ところが俺の見たところ、ディアンシーは全身から神々しい光を放ち、欠けたるところなど何処にも無いように思えた。死期が近いなんて、彼女の気の所為ではないのか? 近衛隊長も同じ気持ちなのだろう、憤慨したように声を荒らげた。
『何ヲ弱気ナ! 貴女ノ輝キガ失セルコトナド未来永劫有リ得マセヌ!』
女王は口元に微笑を浮かべた。
『ありがとう。けれど、自分のことは自分がいちばんよく分かるもの。わらわの力は急速に衰えはじめています。全盛期に比べれば、いまや2割にも及びません。
────7日前に大きな地震がありましたね?』
『ハ、ハァ』
急に話の矛先が変わり、近衛隊長が困惑しながら肯定した。
『あの時、宝物庫に収めていたはずの化石が洞窟のあちこちに散らばってしまい、そちに捜索を命じましたね』
『仰ル通リデス』
『なぜ、そんなことをさせたか分かりますか』
『? ソ、ソレハ、陛下ノ大事ナ化石ダカラデハ』
『違います』
女王はゆっくりとかぶりを振った。
『ここを作ったのはわらわです。洞窟の中を移動しただけなら、わざわざ人手を割かずとも在り処ぐらいわかりそうなものではありませんか? なのに捜させたのは、あまりにも力が弱くなって、どこに何があるかすら知れなくなっていたからですよ』
『…………!』
近衛隊長は絶句した。
想像以上に女王の力が失われつつあることを、ようやく悟ったらしい。
ディアンシーは頷き、話を続けた。
『残された時間はもう幾ばくもありません。
ぐずぐずすれば、ゴーシェナイトの命まで危うくなってしまう』
『…………?』
アマルスが首を傾げた。
自分のことを話しているのは分かっても、内容までは理解できないのだろう。その仕草があまりに稚くて、俺は胸が締めつけられた。

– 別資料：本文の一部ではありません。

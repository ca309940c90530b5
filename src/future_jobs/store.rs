//! Durable storage for deferred jobs.
//!
//! Every multi-step check-then-write sequence runs inside an immediate SQLite
//! transaction, which takes the database write lock up front. This is what makes
//! [`JobStore::run_next`] hand a given pending job to at most one caller, whether
//! the callers share a connection or are separate processes pointed at the same file.

use super::models::{Job, JobStatus};
use super::schema::FUTURE_JOBS_VERSIONED_SCHEMAS;
use crate::sqlite_persistence::open_versioned;
use anyhow::{bail, Context, Result};
use rusqlite::{params, Connection, OptionalExtension, TransactionBehavior};
use std::path::Path;
use std::sync::{Arc, Mutex};
use std::time::Duration;
use tracing::{debug, info};

/// Claim on a job handed out by [`JobStore::run_next`].
///
/// Both terminal transitions only apply while the job is still `running`, so calling
/// either of them twice, or after the job was forcibly re-armed, leaves the row alone.
pub trait JobTransaction: Send + Sync {
    fn complete(&self) -> Result<()>;
    fn fail(&self, message: &str) -> Result<()>;
}

/// A job that was flipped to `running`, plus the handle used to settle it.
pub struct ClaimedJob {
    pub job: Job,
    pub transaction: Option<Box<dyn JobTransaction>>,
}

pub trait JobStore: Send + Sync {
    /// Inserts a pending job due `trigger_after` from now. A random dedup key is used
    /// when none is given.
    fn create(
        &self,
        action_type: &str,
        params: &str,
        trigger_after: Duration,
        dedup_key: Option<&str>,
    ) -> Result<Job>;

    /// Latest job carrying `dedup_key`, in any status.
    fn find_by(&self, dedup_key: &str) -> Result<Option<Job>>;

    /// Rewrites action type and params, and the due time when `trigger_after` is given.
    fn update(
        &self,
        id: i64,
        action_type: &str,
        params: &str,
        trigger_after: Option<Duration>,
    ) -> Result<()>;

    /// Moves the due time to `trigger_after` from now.
    ///
    /// With `only_if_pending` the call is a no-op unless the job is pending. Without it the
    /// job is forced back to pending whatever its status was.
    fn reschedule(&self, id: i64, trigger_after: Duration, only_if_pending: bool) -> Result<()>;

    /// Find-or-create keyed by `dedup_key`, in one write transaction.
    ///
    /// - no job: a pending one is inserted
    /// - pending: due time and params are refreshed
    /// - running: left untouched
    /// - completed, failed or canceled: forced back to pending with the new due time
    fn upsert_schedule(
        &self,
        action_type: &str,
        params: &str,
        trigger_after: Duration,
        dedup_key: &str,
    ) -> Result<Job>;

    fn cancel(&self, id: i64) -> Result<()>;

    /// Claims the earliest due pending job, if any.
    fn run_next(&self, ignore_trigger_after: bool) -> Result<Option<ClaimedJob>>;

    fn delete_permanently(&self, id: i64) -> Result<()>;

    fn inspect(&self, id: i64) -> Result<Job>;

    /// Puts jobs left `running` by a previous process back to pending.
    fn requeue_stale(&self) -> Result<usize>;
}

pub struct SqliteJobStore {
    conn: Arc<Mutex<Connection>>,
}

impl SqliteJobStore {
    pub fn new<P: AsRef<Path>>(db_path: P) -> Result<Self> {
        let conn = open_versioned(db_path, FUTURE_JOBS_VERSIONED_SCHEMAS, "future jobs")?;
        Ok(SqliteJobStore {
            conn: Arc::new(Mutex::new(conn)),
        })
    }

    /// Create an in-memory store for testing.
    #[cfg(test)]
    pub fn in_memory() -> Result<Self> {
        let conn = crate::sqlite_persistence::open_in_memory(FUTURE_JOBS_VERSIONED_SCHEMAS)?;
        Ok(SqliteJobStore {
            conn: Arc::new(Mutex::new(conn)),
        })
    }

    fn row_to_job(row: &rusqlite::Row) -> rusqlite::Result<Job> {
        let status: String = row.get("status")?;
        Ok(Job {
            id: row.get("id")?,
            dedup_key: row.get("dedup_key")?,
            action_type: row.get("action_type")?,
            action_params: row.get("action_params")?,
            triggered_at: row.get("triggered_at")?,
            status: JobStatus::from_str(&status).ok_or_else(|| {
                rusqlite::Error::FromSqlConversionFailure(
                    0,
                    rusqlite::types::Type::Text,
                    format!("unknown job status {}", status).into(),
                )
            })?,
            completed_at: row.get("completed_at")?,
            error: row.get("error")?,
            created_at: row.get("created_at")?,
            updated_at: row.get("updated_at")?,
        })
    }

    fn load(conn: &Connection, id: i64) -> Result<Option<Job>> {
        Ok(conn
            .query_row(
                "SELECT * FROM future_jobs WHERE id = ?1",
                params![id],
                Self::row_to_job,
            )
            .optional()?)
    }

    fn load_by_key(conn: &Connection, dedup_key: &str) -> Result<Option<Job>> {
        Ok(conn
            .query_row(
                "SELECT * FROM future_jobs WHERE dedup_key = ?1 ORDER BY id DESC LIMIT 1",
                params![dedup_key],
                Self::row_to_job,
            )
            .optional()?)
    }

    fn insert(
        conn: &Connection,
        action_type: &str,
        params: &str,
        trigger_after: Duration,
        dedup_key: &str,
    ) -> Result<Job> {
        let now = now();
        conn.execute(
            "INSERT INTO future_jobs
                (dedup_key, action_type, action_params, triggered_at, status, created_at, updated_at)
             VALUES (?1, ?2, ?3, ?4, ?5, ?6, ?6)",
            params![
                dedup_key,
                action_type,
                params,
                due_at(now, trigger_after),
                JobStatus::Pending.as_str(),
                now
            ],
        )?;
        let id = conn.last_insert_rowid();
        Self::load(conn, id)?.context("Inserted job vanished")
    }

    /// Turns a zero-row update into a not-found error, or into a no-op when the row exists.
    fn ensure_exists(conn: &Connection, id: i64) -> Result<()> {
        let exists: bool = conn
            .query_row(
                "SELECT 1 FROM future_jobs WHERE id = ?1",
                params![id],
                |_| Ok(true),
            )
            .optional()?
            .unwrap_or(false);
        if !exists {
            bail!("Job {} not found", id);
        }
        Ok(())
    }
}

fn now() -> i64 {
    chrono::Utc::now().timestamp()
}

fn due_at(now: i64, trigger_after: Duration) -> i64 {
    let after = i64::try_from(trigger_after.as_secs()).unwrap_or(i64::MAX);
    now.saturating_add(after)
}

impl JobStore for SqliteJobStore {
    fn create(
        &self,
        action_type: &str,
        params: &str,
        trigger_after: Duration,
        dedup_key: Option<&str>,
    ) -> Result<Job> {
        let generated;
        let dedup_key = match dedup_key {
            Some(key) => key,
            None => {
                generated = uuid::Uuid::new_v4().to_string();
                &generated
            }
        };
        let conn = self.conn.lock().unwrap();
        let job = Self::insert(&conn, action_type, params, trigger_after, dedup_key)?;
        debug!(
            "Created job {} ({}) due at {}",
            job.id, job.action_type, job.triggered_at
        );
        Ok(job)
    }

    fn find_by(&self, dedup_key: &str) -> Result<Option<Job>> {
        let conn = self.conn.lock().unwrap();
        Self::load_by_key(&conn, dedup_key)
    }

    fn update(
        &self,
        id: i64,
        action_type: &str,
        params: &str,
        trigger_after: Option<Duration>,
    ) -> Result<()> {
        let now = now();
        let conn = self.conn.lock().unwrap();
        let updated = match trigger_after {
            Some(after) => conn.execute(
                "UPDATE future_jobs
                 SET action_type = ?1, action_params = ?2, triggered_at = ?3, updated_at = ?4
                 WHERE id = ?5",
                params![action_type, params, due_at(now, after), now, id],
            )?,
            None => conn.execute(
                "UPDATE future_jobs SET action_type = ?1, action_params = ?2, updated_at = ?3
                 WHERE id = ?4",
                params![action_type, params, now, id],
            )?,
        };
        if updated == 0 {
            bail!("Job {} not found", id);
        }
        Ok(())
    }

    fn reschedule(&self, id: i64, trigger_after: Duration, only_if_pending: bool) -> Result<()> {
        let now = now();
        let conn = self.conn.lock().unwrap();
        let updated = if only_if_pending {
            conn.execute(
                "UPDATE future_jobs SET triggered_at = ?1, updated_at = ?2
                 WHERE id = ?3 AND status = ?4",
                params![
                    due_at(now, trigger_after),
                    now,
                    id,
                    JobStatus::Pending.as_str()
                ],
            )?
        } else {
            conn.execute(
                "UPDATE future_jobs
                 SET triggered_at = ?1, status = ?2, completed_at = NULL, error = NULL, updated_at = ?3
                 WHERE id = ?4",
                params![
                    due_at(now, trigger_after),
                    JobStatus::Pending.as_str(),
                    now,
                    id
                ],
            )?
        };
        if updated == 0 {
            Self::ensure_exists(&conn, id)?;
            debug!("Job {} is not pending, reschedule skipped", id);
        }
        Ok(())
    }

    fn upsert_schedule(
        &self,
        action_type: &str,
        params: &str,
        trigger_after: Duration,
        dedup_key: &str,
    ) -> Result<Job> {
        let now = now();
        let mut conn = self.conn.lock().unwrap();
        let tx = conn.transaction_with_behavior(TransactionBehavior::Immediate)?;

        let job = match Self::load_by_key(&tx, dedup_key)? {
            None => Self::insert(&tx, action_type, params, trigger_after, dedup_key)?,
            Some(existing) if existing.status == JobStatus::Running => existing,
            Some(existing) => {
                tx.execute(
                    "UPDATE future_jobs
                     SET action_type = ?1, action_params = ?2, triggered_at = ?3, status = ?4,
                         completed_at = NULL, error = NULL, updated_at = ?5
                     WHERE id = ?6",
                    params![
                        action_type,
                        params,
                        due_at(now, trigger_after),
                        JobStatus::Pending.as_str(),
                        now,
                        existing.id
                    ],
                )?;
                if existing.status.is_terminal() {
                    debug!(
                        "Re-armed {} job {} for key {}",
                        existing.status, existing.id, dedup_key
                    );
                }
                Self::load(&tx, existing.id)?.context("Upserted job vanished")?
            }
        };

        tx.commit()?;
        Ok(job)
    }

    fn cancel(&self, id: i64) -> Result<()> {
        let now = now();
        let conn = self.conn.lock().unwrap();
        let updated = conn.execute(
            "UPDATE future_jobs SET status = ?1, completed_at = ?2, updated_at = ?2 WHERE id = ?3",
            params![JobStatus::Canceled.as_str(), now, id],
        )?;
        if updated == 0 {
            bail!("Job {} not found", id);
        }
        Ok(())
    }

    fn run_next(&self, ignore_trigger_after: bool) -> Result<Option<ClaimedJob>> {
        let now = now();
        let mut conn = self.conn.lock().unwrap();
        let tx = conn.transaction_with_behavior(TransactionBehavior::Immediate)?;

        let candidate = if ignore_trigger_after {
            tx.query_row(
                "SELECT * FROM future_jobs WHERE status = ?1
                 ORDER BY triggered_at ASC, id ASC LIMIT 1",
                params![JobStatus::Pending.as_str()],
                Self::row_to_job,
            )
            .optional()?
        } else {
            tx.query_row(
                "SELECT * FROM future_jobs WHERE status = ?1 AND triggered_at <= ?2
                 ORDER BY triggered_at ASC, id ASC LIMIT 1",
                params![JobStatus::Pending.as_str(), now],
                Self::row_to_job,
            )
            .optional()?
        };

        let Some(mut job) = candidate else {
            return Ok(None);
        };

        let claimed = tx.execute(
            "UPDATE future_jobs SET status = ?1, updated_at = ?2 WHERE id = ?3 AND status = ?4",
            params![
                JobStatus::Running.as_str(),
                now,
                job.id,
                JobStatus::Pending.as_str()
            ],
        )?;
        tx.commit()?;

        if claimed == 0 {
            return Ok(None);
        }
        job.status = JobStatus::Running;
        job.updated_at = now;

        let transaction = SqliteJobTransaction {
            conn: Arc::clone(&self.conn),
            job_id: job.id,
        };
        Ok(Some(ClaimedJob {
            job,
            transaction: Some(Box::new(transaction)),
        }))
    }

    fn delete_permanently(&self, id: i64) -> Result<()> {
        let conn = self.conn.lock().unwrap();
        conn.execute("DELETE FROM future_jobs WHERE id = ?1", params![id])?;
        Ok(())
    }

    fn inspect(&self, id: i64) -> Result<Job> {
        let conn = self.conn.lock().unwrap();
        Self::load(&conn, id)?.with_context(|| format!("Job {} not found", id))
    }

    fn requeue_stale(&self) -> Result<usize> {
        let now = now();
        let conn = self.conn.lock().unwrap();
        let count = conn.execute(
            "UPDATE future_jobs SET status = ?1, updated_at = ?2 WHERE status = ?3",
            params![
                JobStatus::Pending.as_str(),
                now,
                JobStatus::Running.as_str()
            ],
        )?;
        if count > 0 {
            info!("Requeued {} jobs left running by a previous run", count);
        }
        Ok(count)
    }
}

struct SqliteJobTransaction {
    conn: Arc<Mutex<Connection>>,
    job_id: i64,
}

impl SqliteJobTransaction {
    fn settle(&self, status: JobStatus, error: Option<&str>) -> Result<()> {
        let now = now();
        let conn = self.conn.lock().unwrap();
        let updated = conn.execute(
            "UPDATE future_jobs SET status = ?1, error = ?2, completed_at = ?3, updated_at = ?3
             WHERE id = ?4 AND status = ?5",
            params![
                status.as_str(),
                error,
                now,
                self.job_id,
                JobStatus::Running.as_str()
            ],
        )?;
        if updated == 0 {
            debug!(
                "Job {} no longer running, {} transition skipped",
                self.job_id, status
            );
        }
        Ok(())
    }
}

impl JobTransaction for SqliteJobTransaction {
    fn complete(&self) -> Result<()> {
        self.settle(JobStatus::Completed, None)
    }

    fn fail(&self, message: &str) -> Result<()> {
        self.settle(JobStatus::Failed, Some(message))
    }
}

ディアンシーはおそらく、ここに居を構えた遥か昔から、皆が安寧に過ごせるよう力を使い一族を護り続けてきたのだろう。己の手足のように洞窟を操り、温度から地形に至るまで領域を完璧に管理してきたのだ。
それが出来なくなればどうなるか。ホウエンは亜熱帯地域だ。夏ともなると気温が35℃を超える日もある。クチートやメレシーはまだしも、本来極寒地帯に生息するアマルスにとって住み良い環境とはとても言えまい。無理をすれば命を落とす危険すらある。
そうなる前に連れだしてくれ。
女王のわがままとは、つまりそういうことだった。
「…………」
我儘なものか。
数万年の時を経てやっと逢えた喜びをおしてでもアマルスの将来を案じている。なんと優しく、尊き女王だろう。

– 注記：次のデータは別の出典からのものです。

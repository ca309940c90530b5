//! Deterministic conversation engine for end-to-end tests
//!
//! Replies `{"type":"text","data":"echo: <message>"}` and writes both turns through the
//! history manager. A few magic messages (see constants) trigger the failure paths.

use super::constants::*;
use async_trait::async_trait;
use chat_session_server::conversation::{
    ChatMessage, Conversation, ConversationEngine, EngineError, HistoryManager, TokenUsage,
};
use std::sync::{Arc, Mutex};
use uuid::Uuid;

#[derive(Default)]
pub struct ScriptedEngine {
    closed: Mutex<Vec<String>>,
}

impl ScriptedEngine {
    /// Conversation ids the server closed so far
    #[allow(dead_code)]
    pub fn closed(&self) -> Vec<String> {
        self.closed.lock().unwrap().clone()
    }
}

struct ScriptedConversation {
    id: String,
    history: Arc<dyn HistoryManager>,
    usage: TokenUsage,
}

#[async_trait]
impl Conversation for ScriptedConversation {
    async fn request(&mut self, message: ChatMessage) -> Result<ChatMessage, EngineError> {
        let content = match message.content.as_str() {
            BLOCKED_PROMPT => return Err(EngineError::PromptBlocked("scripted".to_string())),
            EMPTY_REPLY_PROMPT => return Err(EngineError::EmptyResponse),
            INVALID_REPLY_PROMPT => r#"{"type":"action","data":"dance"}"#.to_string(),
            text => serde_json::json!({ "type": "text", "data": format!("echo: {}", text) })
                .to_string(),
        };

        let reply = ChatMessage::assistant(&self.id, Uuid::new_v4().to_string(), content);
        self.history.add(&[message, reply.clone()]);
        self.usage.total_tokens += 1;
        Ok(reply)
    }

    fn usage(&self) -> TokenUsage {
        self.usage
    }
}

#[async_trait]
impl ConversationEngine for ScriptedEngine {
    async fn start_conversation(
        &self,
        history: Arc<dyn HistoryManager>,
        _instruction_key: &str,
        conversation_id: &str,
    ) -> Result<Box<dyn Conversation>, EngineError> {
        Ok(Box::new(ScriptedConversation {
            id: conversation_id.to_string(),
            history,
            usage: TokenUsage::default(),
        }))
    }

    async fn close(&self, conversation_id: &str) -> Result<(), EngineError> {
        self.closed.lock().unwrap().push(conversation_id.to_string());
        Ok(())
    }
}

俺はアマルスの目前に膝をつき、青い輝石をあしらったスノウボールを見せた。アマルスの顔がぱっと輝く。
『あ! そのまるいの、ぼくすき!
なかにはいるとヒンヤリしててきもちいいの!』
「…………そうか」
よかった。氷タイプのために作ったボールは、期待通りの機能を発揮しているらしい。これならきっと、ジョウトに連れて行ってもアマルスが弱ることはないだろう。
俺は努めて明るく笑いかけた。
「なあゴーシェナイト。俺と一緒に来ないか? このひんやりする丸いものに入れるし、美味いご飯を食べたり、ここじゃ見れない景色とかも見れるぞ。
だから…………どうだ?」
アマルスはぱちぱち瞬きした。
『それって、じょおうさまもいっしょだよね?』
「…………」
思わず口ごもる俺に代わり、ディアンシーが答えた。
『いいえゴーシェ。わらわは行きません』
『えっ、どうして? ぼくじょおうさまといっしょがいい! じょおうさまがこないならいかない!』
嫌がる王子の頬に、女王はそっと手を添えた。
『ごめんなさいね、ゴーシェナイト。
けれどそなたは、どうしても旅立たねばならないの』
『どうして?』
『それはね』
ディアンシーが、己の額とアマルスのそれを重ね合わせ、囁いた。
『そなたのお父上やお祖父様のように、立派な王になるためですよ』
女王は想いをこめて語った。かつての王たちがどれほど勇敢で慈愛に満ちた、素晴らしきアマルルガであったかを。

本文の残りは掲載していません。